A related challenge is to maintain international competitiveness. While India has been faring remarkably well in the global economic market, Indian universities are falling behind in the global marketplace of ideas. This is true even of the sciences; it is embarrassingly true of the arts and social sciences. I have been witness to this anecdotally over the past decade at seminars, conferences and discussions by the editorial boards of professional academic journals. The impressionistic conclusion is confirmed in the latest compilation of the world's top 200 universities (see Table).

Moreover, India lags not just on global but also on Asian benchmarks. China in particular has made conscious efforts to upgrade its elite institutions to world class centres of excellence. It is impressive to find Beijing ranked 14th in the world and Tsinghua 28th. The first Indian universities to appear on the list are the IITs, at number 57, followed by the IIMs at number 68. There are nine Asian universities outside of China, Hong Kong, and Japan in the top 200, compared to a meagre three Indian. The Jawaharlal Nehru University, New Delhi, just squeaks in joint 183rd, while its equivalent Australian counterpart, the Australian National University (where I used to be a professor), ranks 16th. Prior to ANU, I was a professor at Otago University in New Zealand. Few Indians, even among academics, are likely to know of it, yet it ranks 79th in the world: more than twice as high as JNU.

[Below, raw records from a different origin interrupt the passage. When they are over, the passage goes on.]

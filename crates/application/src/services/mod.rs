mod env_key_resolver;
mod host_record_builder;
mod service_record_builder;

pub use env_key_resolver::EnvironmentKeyResolver;
pub use host_record_builder::HostRecordBuilder;
pub use service_record_builder::ServiceRecordBuilder;
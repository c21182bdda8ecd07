use libc::{c_char, c_int, hostent};
use nss_kubernetes_domain::{DomainError, HostRecord};
use smallvec::SmallVec;

use super::af_from_family;
use crate::layout::{LayoutPlan, RecordLayoutWriter, Segment};

/// Flattens `record` into `host`, with every string and array it points to
/// stored in `buffer`. `host` is only modified once the whole record has
/// been written.
pub fn write_hostent(
    record: &HostRecord,
    host: &mut hostent,
    buffer: &mut [u8],
) -> Result<(), DomainError> {
    let plan = LayoutPlan::new()
        .segment(Segment::CStr(record.name.len()))
        .segments(record.aliases.iter().map(|alias| Segment::CStr(alias.len())))
        .segments(
            record
                .addresses
                .iter()
                .map(|address| Segment::Bytes(address.byte_len())),
        )
        .segment(Segment::PointerArray(record.aliases.len()))
        .segment(Segment::PointerArray(record.addresses.len()));

    let mut writer = RecordLayoutWriter::new(buffer, plan)?;

    let name = writer.write_c_str(&record.name);
    let aliases: SmallVec<[*mut c_char; 2]> = record
        .aliases
        .iter()
        .map(|alias| writer.write_c_str(alias))
        .collect();
    let addresses: SmallVec<[*mut c_char; 2]> = record
        .addresses
        .iter()
        .map(|address| writer.write_bytes(address.octets()))
        .collect();
    let alias_list = writer.write_pointer_array(&aliases);
    let addr_list = writer.write_pointer_array(&addresses);
    writer.finish();

    host.h_name = name;
    host.h_aliases = alias_list;
    host.h_addrtype = af_from_family(record.family);
    host.h_length = record.address_length() as c_int;
    host.h_addr_list = addr_list;

    Ok(())
}

#[cfg(test)]
mod tests {
    use super::*;
    use crate::layout::{align_up, AlignedBuffer, POINTER_WIDTH};
    use nss_kubernetes_domain::{AddressFamily, ResolvedAddress};
    use std::ffi::CStr;
    use std::ptr;

    fn empty_hostent() -> hostent {
        hostent {
            h_name: ptr::null_mut(),
            h_aliases: ptr::null_mut(),
            h_addrtype: 0,
            h_length: 0,
            h_addr_list: ptr::null_mut(),
        }
    }

    fn record(name: &str, value: &str) -> HostRecord {
        let address = ResolvedAddress::parse(value, AddressFamily::Unspecified).unwrap();
        HostRecord {
            name: name.to_string(),
            aliases: Vec::new(),
            family: address.family(),
            addresses: vec![address],
        }
    }

    fn required(name: &str, address_len: usize) -> usize {
        align_up(name.len() + 1) + align_up(address_len) + 3 * POINTER_WIDTH
    }

    #[test]
    fn test_ipv4_record_layout() {
        let record = record("redis-master", "10.0.0.5");
        let mut buffer = AlignedBuffer::new(required("redis-master", 4));
        let mut host = empty_hostent();

        write_hostent(&record, &mut host, buffer.as_mut_slice()).unwrap();

        unsafe {
            assert_eq!(CStr::from_ptr(host.h_name).to_str().unwrap(), "redis-master");
            assert!((*host.h_aliases).is_null());
            let first = *host.h_addr_list;
            assert_eq!(
                std::slice::from_raw_parts(first.cast::<u8>(), 4),
                &[10, 0, 0, 5]
            );
            assert!((*host.h_addr_list.add(1)).is_null());
        }
        assert_eq!(host.h_addrtype, libc::AF_INET);
        assert_eq!(host.h_length, 4);
    }

    #[test]
    fn test_ipv6_record_layout() {
        let record = record("api", "5::2");
        let mut buffer = AlignedBuffer::new(required("api", 16));
        let mut host = empty_hostent();

        write_hostent(&record, &mut host, buffer.as_mut_slice()).unwrap();

        let expected: std::net::Ipv6Addr = "5::2".parse().unwrap();
        unsafe {
            let first = *host.h_addr_list;
            assert_eq!(
                std::slice::from_raw_parts(first.cast::<u8>(), 16),
                &expected.octets()
            );
        }
        assert_eq!(host.h_addrtype, libc::AF_INET6);
        assert_eq!(host.h_length, 16);
    }

    #[test]
    fn test_short_buffer_leaves_host_untouched() {
        let record = record("redis-master", "10.0.0.5");
        let mut buffer = AlignedBuffer::new(required("redis-master", 4) - 1);
        let mut host = empty_hostent();

        let result = write_hostent(&record, &mut host, buffer.as_mut_slice());

        assert!(matches!(result, Err(DomainError::BufferTooSmall { .. })));
        assert!(host.h_name.is_null());
        assert!(host.h_addr_list.is_null());
    }
}
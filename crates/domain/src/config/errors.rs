#[derive(Debug, thiserror::Error)]
pub enum ConfigError {
    #[error("Failed to read config file {0}: {1}")]
    FileRead(String, String),

    #[error("Failed to parse config: {0}")]
    Parse(String),

    #[error("Configuration validation error: {0}")]
    Validation(String),
}
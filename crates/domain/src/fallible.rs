//! Copies that report allocation failure instead of aborting the host
//! process.
use crate::errors::DomainError;

pub fn try_owned(value: &str) -> Result<String, DomainError> {
    let mut owned = String::new();
    owned
        .try_reserve_exact(value.len())
        .map_err(|_| DomainError::AllocationFailed)?;
    owned.push_str(value);
    Ok(owned)
}

/// One-element vector.
pub fn try_single<T>(value: T) -> Result<Vec<T>, DomainError> {
    let mut values = Vec::new();
    values
        .try_reserve_exact(1)
        .map_err(|_| DomainError::AllocationFailed)?;
    values.push(value);
    Ok(values)
}

/// Longest valid UTF-8 prefix of `bytes`.
pub fn utf8_prefix(bytes: &[u8]) -> &str {
    match std::str::from_utf8(bytes) {
        Ok(value) => value,
        Err(e) => std::str::from_utf8(&bytes[..e.valid_up_to()]).unwrap_or_default(),
    }
}

#[cfg(test)]
mod tests {
    use super::*;

    #[test]
    fn test_try_owned_copies() {
        assert_eq!(try_owned("redis-master").unwrap(), "redis-master");
        assert_eq!(try_owned("").unwrap(), "");
    }

    #[test]
    fn test_try_single() {
        assert_eq!(try_single(7u8).unwrap(), vec![7]);
    }

    #[test]
    fn test_utf8_prefix_stops_at_first_invalid_byte() {
        assert_eq!(utf8_prefix(b"redis"), "redis");
        assert_eq!(utf8_prefix(b"redis-\xffmaster"), "redis-");
        assert_eq!(utf8_prefix(b"\xff"), "");
    }
}
//! Packing of C records into a caller-supplied buffer.
//!
//! Every NSS entry point receives a flat `char *buffer` next to the struct it
//! must fill. Strings, address bytes and pointer arrays the struct refers to
//! all have to live inside that buffer, each piece (a segment) starting on a
//! pointer boundary. The layout is planned up front so the size check happens
//! before the first byte is written.
mod buffer;
mod writer;

pub use buffer::AlignedBuffer;
pub use writer::{align_up, LayoutPlan, RecordLayoutWriter, Segment, POINTER_WIDTH};
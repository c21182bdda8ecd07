use nss_kubernetes_domain::fallible::{try_owned, try_single};
use nss_kubernetes_domain::{AddrTuple, DomainError, HostRecord, ResolvedAddress};

pub struct HostRecordBuilder;

impl HostRecordBuilder {
    /// `hostent` shape: the queried name, no aliases, one address.
    pub fn simple(name: &str, address: ResolvedAddress) -> Result<HostRecord, DomainError> {
        Ok(HostRecord {
            name: try_owned(name)?,
            aliases: Vec::new(),
            family: address.family(),
            addresses: try_single(address)?,
        })
    }

    /// `gaih_addrtuple` shape: always a single node.
    pub fn tuple(name: &str, address: ResolvedAddress) -> Result<AddrTuple, DomainError> {
        Ok(AddrTuple {
            name: try_owned(name)?,
            family: address.family(),
            addr: address.padded(),
            scope_id: 0,
        })
    }
}

#[cfg(test)]
mod tests {
    use super::*;
    use nss_kubernetes_domain::AddressFamily;

    fn v4(raw: &str) -> ResolvedAddress {
        ResolvedAddress::parse(raw, AddressFamily::Inet).unwrap()
    }

    #[test]
    fn test_simple_record_has_single_address_and_no_aliases() {
        let record = HostRecordBuilder::simple("redis-master", v4("10.0.0.5")).unwrap();

        assert_eq!(record.name, "redis-master");
        assert!(record.aliases.is_empty());
        assert_eq!(record.family, AddressFamily::Inet);
        assert_eq!(record.addresses.len(), 1);
        assert_eq!(record.address_length(), 4);
    }

    #[test]
    fn test_tuple_pads_ipv4_address() {
        let tuple = HostRecordBuilder::tuple("redis-master", v4("10.0.0.5")).unwrap();

        assert_eq!(tuple.family, AddressFamily::Inet);
        assert_eq!(&tuple.addr[..4], &[10, 0, 0, 5]);
        assert!(tuple.addr[4..].iter().all(|b| *b == 0));
        assert_eq!(tuple.scope_id, 0);
    }
}
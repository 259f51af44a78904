/// Failure of a single outbound fetch. Never escapes a connector: the
/// aggregator turns it into a failed report.
#[derive(Debug, thiserror::Error)]
pub enum FetchError {
    #[error("network error: {0}")]
    Network(String),

    #[error("request timed out")]
    Timeout,

    #[error("HTTP {0}")]
    Status(u16),

    /// The body parsed but did not have the expected envelope.
    #[error("malformed response: {0}")]
    Malformed(String),

    #[error("parse error: {0}")]
    Parse(String),
}

impl From<reqwest::Error> for FetchError {
    fn from(e: reqwest::Error) -> Self {
        if e.is_timeout() {
            FetchError::Timeout
        } else if let Some(status) = e.status() {
            FetchError::Status(status.as_u16())
        } else if e.is_decode() {
            FetchError::Parse(e.to_string())
        } else {
            FetchError::Network(e.to_string())
        }
    }
}

impl From<serde_json::Error> for FetchError {
    fn from(e: serde_json::Error) -> Self {
        FetchError::Parse(e.to_string())
    }
}

impl From<quick_xml::Error> for FetchError {
    fn from(e: quick_xml::Error) -> Self {
        FetchError::Parse(e.to_string())
    }
}
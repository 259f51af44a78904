use crate::error::FetchError;
use reqwest::{Client, Url};
use std::time::Duration;
use tracing::debug;

pub fn build_client(user_agent: &str, timeout: Duration) -> Result<Client, FetchError> {
    Client::builder()
        .timeout(timeout)
        .user_agent(user_agent)
        .build()
        .map_err(|e| FetchError::Network(e.to_string()))
}

/// GETs `url` and returns the body of a 2xx response.
pub async fn get_text(
    client: &Client,
    url: &str,
    query: &[(&str, String)],
) -> Result<String, FetchError> {
    debug!(url = %url, "GET");
    let response = client.get(url).query(query).send().await?;
    let status = response.status();
    if !status.is_success() {
        return Err(FetchError::Status(status.as_u16()));
    }
    Ok(response.text().await?)
}

/// Host name used as `verificationSource`; falls back to the raw endpoint.
pub fn source_host(endpoint: &str) -> String {
    Url::parse(endpoint)
        .ok()
        .and_then(|url| url.host_str().map(|host| host.trim_start_matches("www.").to_string()))
        .unwrap_or_else(|| endpoint.to_string())
}

/// `scheme://host[:port]` of the endpoint.
pub fn origin(endpoint: &str) -> String {
    Url::parse(endpoint)
        .map(|url| url.origin().ascii_serialization())
        .unwrap_or_else(|_| endpoint.trim_end_matches('/').to_string())
}
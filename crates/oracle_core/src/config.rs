use crate::schema::Jurisdiction;
use crate::snapshot::SourceKind;
use anyhow::{anyhow, Result};
use serde::{Deserialize, Serialize};
use std::fs;
use std::path::{Path, PathBuf};
use std::time::Duration;

#[derive(Debug, Clone, Default, Serialize, Deserialize)]
pub struct Config {
    #[serde(default)]
    pub general: GeneralConfig,
    #[serde(default)]
    pub sources: Vec<SourceConfig>,
}

#[derive(Debug, Clone, Serialize, Deserialize)]
pub struct GeneralConfig {
    #[serde(default = "default_data_dir")]
    pub data_dir: PathBuf,
    #[serde(default = "default_archive_db")]
    pub archive_db: PathBuf,
    #[serde(default = "default_cache_ttl")]
    pub cache_ttl_secs: u64,
    #[serde(default = "default_request_timeout")]
    pub request_timeout_secs: u64,
    #[serde(default = "default_user_agent")]
    pub user_agent: String,
    #[serde(default = "default_rows")]
    pub rows: u32,
    #[serde(default = "default_keywords")]
    pub keywords: Vec<String>,
    /// Optional `categories.yaml` replacing the built-in category rules.
    #[serde(default)]
    pub categories: Option<PathBuf>,
}

impl Default for GeneralConfig {
    fn default() -> Self {
        Self {
            data_dir: default_data_dir(),
            archive_db: default_archive_db(),
            cache_ttl_secs: default_cache_ttl(),
            request_timeout_secs: default_request_timeout(),
            user_agent: default_user_agent(),
            rows: default_rows(),
            keywords: default_keywords(),
            categories: None,
        }
    }
}

impl GeneralConfig {
    pub fn cache_ttl(&self) -> Duration {
        Duration::from_secs(self.cache_ttl_secs)
    }

    pub fn request_timeout(&self) -> Duration {
        Duration::from_secs(self.request_timeout_secs)
    }
}

#[derive(Debug, Clone, PartialEq, Serialize, Deserialize)]
pub struct SourceConfig {
    pub name: String,
    pub kind: SourceKind,
    pub jurisdiction: Jurisdiction,
    pub url: String,
    #[serde(default)]
    pub province: Option<String>,
    #[serde(default)]
    pub city: Option<String>,
    /// Per-source keyword override; falls back to `general.keywords`.
    #[serde(default)]
    pub keywords: Option<Vec<String>>,
    #[serde(default)]
    pub rows: Option<u32>,
}

impl SourceConfig {
    fn new(name: &str, kind: SourceKind, jurisdiction: Jurisdiction, url: &str) -> Self {
        Self {
            name: name.to_string(),
            kind,
            jurisdiction,
            url: url.to_string(),
            province: None,
            city: None,
            keywords: None,
            rows: None,
        }
    }

    fn in_province(mut self, province: &str) -> Self {
        self.province = Some(province.to_string());
        self
    }

    fn in_city(mut self, province: &str, city: &str) -> Self {
        self.province = Some(province.to_string());
        self.city = Some(city.to_string());
        self
    }
}

impl Config {
    /// Reads `path` when it exists, otherwise returns the defaults.
    pub fn load_or_default(path: &Path) -> Result<Self> {
        if !path.exists() {
            tracing::info!(path = %path.display(), "config file not found, using defaults");
            return Ok(Self::default());
        }
        let raw = fs::read_to_string(path)?;
        Self::from_toml(&raw)
    }

    pub fn from_toml(raw: &str) -> Result<Self> {
        let config: Config = toml::from_str(raw)?;
        config.validate()?;
        Ok(config)
    }

    pub fn validate(&self) -> Result<()> {
        if self.general.request_timeout_secs == 0 {
            return Err(anyhow!("general.request_timeout_secs must be greater than zero"));
        }
        if self.general.rows == 0 {
            return Err(anyhow!("general.rows must be greater than zero"));
        }
        for source in &self.sources {
            if !(source.url.starts_with("http://") || source.url.starts_with("https://")) {
                return Err(anyhow!(
                    "source `{}` has a non-http url: {}",
                    source.name,
                    source.url
                ));
            }
        }
        Ok(())
    }

    /// Configured sources, or the built-in table when none are configured.
    pub fn effective_sources(&self) -> Vec<SourceConfig> {
        if self.sources.is_empty() {
            default_sources()
        } else {
            self.sources.clone()
        }
    }

    pub fn keywords_for<'a>(&'a self, source: &'a SourceConfig) -> &'a [String] {
        source
            .keywords
            .as_deref()
            .unwrap_or(self.general.keywords.as_slice())
    }

    pub fn rows_for(&self, source: &SourceConfig) -> u32 {
        source.rows.unwrap_or(self.general.rows)
    }
}

fn default_data_dir() -> PathBuf {
    PathBuf::from("public/data")
}

fn default_archive_db() -> PathBuf {
    PathBuf::from("eye-oracle.db")
}

fn default_cache_ttl() -> u64 {
    30 * 60
}

fn default_request_timeout() -> u64 {
    15
}

fn default_user_agent() -> String {
    concat!("eye-oracle/", env!("CARGO_PKG_VERSION")).to_string()
}

fn default_rows() -> u32 {
    10
}

fn default_keywords() -> Vec<String> {
    [
        "workers compensation",
        "WSIB",
        "workplace injury",
        "occupational health",
        "disability",
        "accessibility",
        "social assistance",
        "poverty",
        "mental health",
        "housing",
    ]
    .iter()
    .map(|kw| kw.to_string())
    .collect()
}

pub fn default_sources() -> Vec<SourceConfig> {
    use Jurisdiction::*;
    use SourceKind::*;
    vec![
        SourceConfig::new(
            "Open Government Canada",
            Ckan,
            Federal,
            "https://open.canada.ca/data/api/3/action/package_search",
        ),
        SourceConfig::new(
            "Ontario Data Catalogue",
            Ckan,
            Provincial,
            "https://data.ontario.ca/api/3/action/package_search",
        )
        .in_province("ON"),
        SourceConfig::new(
            "BC Data Catalogue",
            Ckan,
            Provincial,
            "https://catalogue.data.gov.bc.ca/api/3/action/package_search",
        )
        .in_province("BC"),
        SourceConfig::new(
            "Alberta Open Government",
            Ckan,
            Provincial,
            "https://open.alberta.ca/api/3/action/package_search",
        )
        .in_province("AB"),
        SourceConfig::new(
            "Données Québec",
            Ckan,
            Provincial,
            "https://www.donneesquebec.ca/recherche/api/3/action/package_search",
        )
        .in_province("QC"),
        SourceConfig::new(
            "Saskatchewan Open Data",
            Ckan,
            Provincial,
            "https://data.gov.sk.ca/api/3/action/package_search",
        )
        .in_province("SK"),
        SourceConfig::new(
            "Manitoba Open Data",
            Ckan,
            Provincial,
            "https://open.manitoba.ca/api/3/action/package_search",
        )
        .in_province("MB"),
        SourceConfig::new(
            "New Brunswick Open Data",
            Ckan,
            Provincial,
            "https://open.gnb.ca/api/3/action/package_search",
        )
        .in_province("NB"),
        SourceConfig::new(
            "Nova Scotia Open Data",
            Ckan,
            Provincial,
            "https://data.novascotia.ca/api/3/action/package_search",
        )
        .in_province("NS"),
        SourceConfig::new(
            "Newfoundland and Labrador Open Data",
            Ckan,
            Provincial,
            "https://opendata.gov.nl.ca/api/3/action/package_search",
        )
        .in_province("NL"),
        SourceConfig::new(
            "Yukon Open Data",
            Ckan,
            Territorial,
            "https://open.yukon.ca/api/3/action/package_search",
        )
        .in_province("YT"),
        SourceConfig::new(
            "Northwest Territories Open Data",
            Ckan,
            Territorial,
            "https://opendata.gov.nt.ca/api/3/action/package_search",
        )
        .in_province("NT"),
        SourceConfig::new(
            "City of Toronto Open Data",
            Ckan,
            Municipal,
            "https://ckan0.cf.opendata.inter.prod-toronto.ca/api/3/action/package_search",
        )
        .in_city("ON", "Toronto"),
        SourceConfig::new(
            "Données Montréal",
            Ckan,
            Municipal,
            "https://donnees.montreal.ca/api/3/action/package_search",
        )
        .in_city("QC", "Montréal"),
        SourceConfig::new(
            "City of Ottawa Open Data",
            Ckan,
            Municipal,
            "https://open.ottawa.ca/api/3/action/package_search",
        )
        .in_city("ON", "Ottawa"),
        SourceConfig::new(
            "City of Hamilton Open Data",
            Ckan,
            Municipal,
            "https://open.hamilton.ca/api/3/action/package_search",
        )
        .in_city("ON", "Hamilton"),
        SourceConfig::new(
            "City of Winnipeg Open Data",
            Ckan,
            Municipal,
            "https://data.winnipeg.ca/api/3/action/package_search",
        )
        .in_city("MB", "Winnipeg"),
        SourceConfig::new(
            "LEGISinfo",
            Bills,
            Federal,
            "https://www.parl.ca/legisinfo/en/bills/json",
        ),
        SourceConfig::new(
            "Ontario Newsroom",
            Rss,
            Provincial,
            "https://news.ontario.ca/newsroom/en/rss/allnews.rss",
        )
        .in_province("ON"),
        SourceConfig::new(
            "Employment and Social Development Canada News",
            Rss,
            Federal,
            "https://www.canada.ca/en/employment-social-development/news.rss",
        ),
    ]
}
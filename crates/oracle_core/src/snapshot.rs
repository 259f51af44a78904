use crate::schema::{BillRecord, DatasetRecord, Jurisdiction, NewsItem};
use schemars::JsonSchema;
use serde::{Deserialize, Serialize};

#[derive(Debug, Clone, Copy, PartialEq, Eq, Hash, Serialize, Deserialize, JsonSchema)]
#[serde(rename_all = "lowercase")]
pub enum SourceKind {
    Ckan,
    Bills,
    Rss,
}

/// Records returned by one connector; serialized under the collection's own
/// key (`datasets`, `bills` or `items`).
#[derive(Debug, Clone, PartialEq, Serialize, Deserialize, JsonSchema)]
#[serde(rename_all = "camelCase")]
pub enum Payload {
    Datasets(Vec<DatasetRecord>),
    Bills(Vec<BillRecord>),
    Items(Vec<NewsItem>),
}

impl Payload {
    pub fn empty(kind: SourceKind) -> Self {
        match kind {
            SourceKind::Ckan => Payload::Datasets(Vec::new()),
            SourceKind::Bills => Payload::Bills(Vec::new()),
            SourceKind::Rss => Payload::Items(Vec::new()),
        }
    }

    pub fn len(&self) -> usize {
        match self {
            Payload::Datasets(v) => v.len(),
            Payload::Bills(v) => v.len(),
            Payload::Items(v) => v.len(),
        }
    }

    pub fn is_empty(&self) -> bool {
        self.len() == 0
    }
}

#[derive(Debug, Clone, PartialEq, Serialize, Deserialize, JsonSchema)]
#[serde(rename_all = "camelCase")]
pub struct ConnectorReport {
    pub success: bool,
    pub source: String,
    pub source_url: String,
    pub jurisdiction: Jurisdiction,
    pub total_count: u64,
    #[serde(flatten)]
    pub payload: Payload,
    #[serde(default, skip_serializing_if = "Option::is_none")]
    pub error: Option<String>,
    pub fetched_at: String,
}

impl ConnectorReport {
    pub fn failed(
        source: impl Into<String>,
        source_url: impl Into<String>,
        jurisdiction: Jurisdiction,
        kind: SourceKind,
        error: impl Into<String>,
        fetched_at: impl Into<String>,
    ) -> Self {
        Self {
            success: false,
            source: source.into(),
            source_url: source_url.into(),
            jurisdiction,
            total_count: 0,
            payload: Payload::empty(kind),
            error: Some(error.into()),
            fetched_at: fetched_at.into(),
        }
    }

    pub fn datasets(&self) -> &[DatasetRecord] {
        match &self.payload {
            Payload::Datasets(v) => v,
            _ => &[],
        }
    }

    pub fn bills(&self) -> &[BillRecord] {
        match &self.payload {
            Payload::Bills(v) => v,
            _ => &[],
        }
    }

    pub fn items(&self) -> &[NewsItem] {
        match &self.payload {
            Payload::Items(v) => v,
            _ => &[],
        }
    }
}

/// Result of one aggregation pass over every configured connector.
#[derive(Debug, Clone, Default, PartialEq, Serialize, Deserialize, JsonSchema)]
#[serde(rename_all = "camelCase")]
pub struct Snapshot {
    pub federal: Vec<ConnectorReport>,
    pub provincial: Vec<ConnectorReport>,
    pub territorial: Vec<ConnectorReport>,
    pub municipal: Vec<ConnectorReport>,
    pub legislation: Vec<ConnectorReport>,
    pub news: Vec<ConnectorReport>,
    pub errors: Vec<String>,
    pub connector_count: usize,
    pub success_count: usize,
    pub fetched_at: String,
}

impl Snapshot {
    /// Reports in publication order: the four scopes, then bills, then news.
    pub fn reports(&self) -> impl Iterator<Item = &ConnectorReport> {
        self.federal
            .iter()
            .chain(&self.provincial)
            .chain(&self.territorial)
            .chain(&self.municipal)
            .chain(&self.legislation)
            .chain(&self.news)
    }

    pub fn datasets(&self) -> impl Iterator<Item = &DatasetRecord> {
        self.reports().flat_map(|report| report.datasets().iter())
    }

    pub fn failed_count(&self) -> usize {
        self.reports().filter(|report| !report.success).count()
    }
}

#[cfg(test)]
mod tests {
    use super::*;

    #[test]
    fn failed_report_serializes_empty_collection_under_its_key() {
        let report = ConnectorReport::failed(
            "Open Government Canada",
            "https://open.canada.ca/data/api/3/action/package_search",
            Jurisdiction::Federal,
            SourceKind::Ckan,
            "HTTP 503",
            "2026-01-01T00:00:00Z",
        );
        let json = serde_json::to_value(&report).unwrap();
        assert_eq!(json["success"], false);
        assert_eq!(json["error"], "HTTP 503");
        assert_eq!(json["datasets"], serde_json::json!([]));
        assert_eq!(json["sourceUrl"], "https://open.canada.ca/data/api/3/action/package_search");
    }

    #[test]
    fn news_report_uses_items_key() {
        let report = ConnectorReport::failed(
            "feed",
            "https://example.org/rss",
            Jurisdiction::Provincial,
            SourceKind::Rss,
            "boom",
            "2026-01-01T00:00:00Z",
        );
        let json = serde_json::to_value(&report).unwrap();
        assert!(json.get("items").is_some());
        assert!(json.get("datasets").is_none());
    }
}
use anyhow::{anyhow, Result};
use oracle_core::schema::VerifiedIssue;
use std::collections::HashSet;
use std::fs;
use std::path::Path;
use time::macros::format_description;
use time::Date;

const BUNDLED: &str = include_str!("../data/verified_issues.yaml");

/// The curated list shipped with the binary.
pub fn bundled() -> Result<Vec<VerifiedIssue>> {
    parse(BUNDLED)
}

pub fn load(path: &Path) -> Result<Vec<VerifiedIssue>> {
    let raw = fs::read_to_string(path)?;
    parse(&raw)
}

/// Loads `path` when given, otherwise the bundled list.
pub fn load_or_bundled(path: Option<&Path>) -> Result<Vec<VerifiedIssue>> {
    match path {
        Some(path) => load(path),
        None => bundled(),
    }
}

pub fn parse(raw: &str) -> Result<Vec<VerifiedIssue>> {
    let issues: Vec<VerifiedIssue> = serde_yaml::from_str(raw)?;
    validate(&issues)?;
    Ok(issues)
}

fn validate(issues: &[VerifiedIssue]) -> Result<()> {
    let mut seen = HashSet::new();
    for issue in issues {
        if issue.id.trim().is_empty() {
            return Err(anyhow!("verified issue `{}` has an empty id", issue.title));
        }
        if !seen.insert(issue.id.as_str()) {
            return Err(anyhow!("duplicate verified issue id `{}`", issue.id));
        }
        if !issue.source.url.starts_with("https://") {
            return Err(anyhow!("issue `{}` must cite an https source", issue.id));
        }
        if !is_iso_date(&issue.date) || !is_iso_date(&issue.last_verified) {
            return Err(anyhow!("issue `{}` has a malformed date", issue.id));
        }
    }
    Ok(())
}

fn is_iso_date(value: &str) -> bool {
    Date::parse(value, format_description!("[year]-[month]-[day]")).is_ok()
}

Globalisation creates winners and losers in education as in trade, investment, and economic growth. Talent is in great demand in the global marketplace. Where appropriate structures of incentives have been put in place to reward talent and enterprise through nimble market-responsive mechanisms, universities are becoming a major source of service exports.

Countries where they are both overly regulated and undervalued in social status and economic incentives (for example promotions based primarily on seniority of service), as in India, are the source rather than destination for internationally mobile students. Indian students in their tens of thousands are flooding American, Australian, British, and Canadian universities, paying huge fees that could otherwise fund significant upgrade of the quality of higher education back in India.

If we believe in a knowledge economy and society, then we must invest heavily in higher education as the pivot of modern-day knowledge management. Else we will be mere feeder stations in one-way educational traffic to international destinations. Education is expensive, the alternative much costlier.

(Ramesh Thakur is Senior Vice Rector of the United Nations University and Assistant Secretary-General of the United Nations.)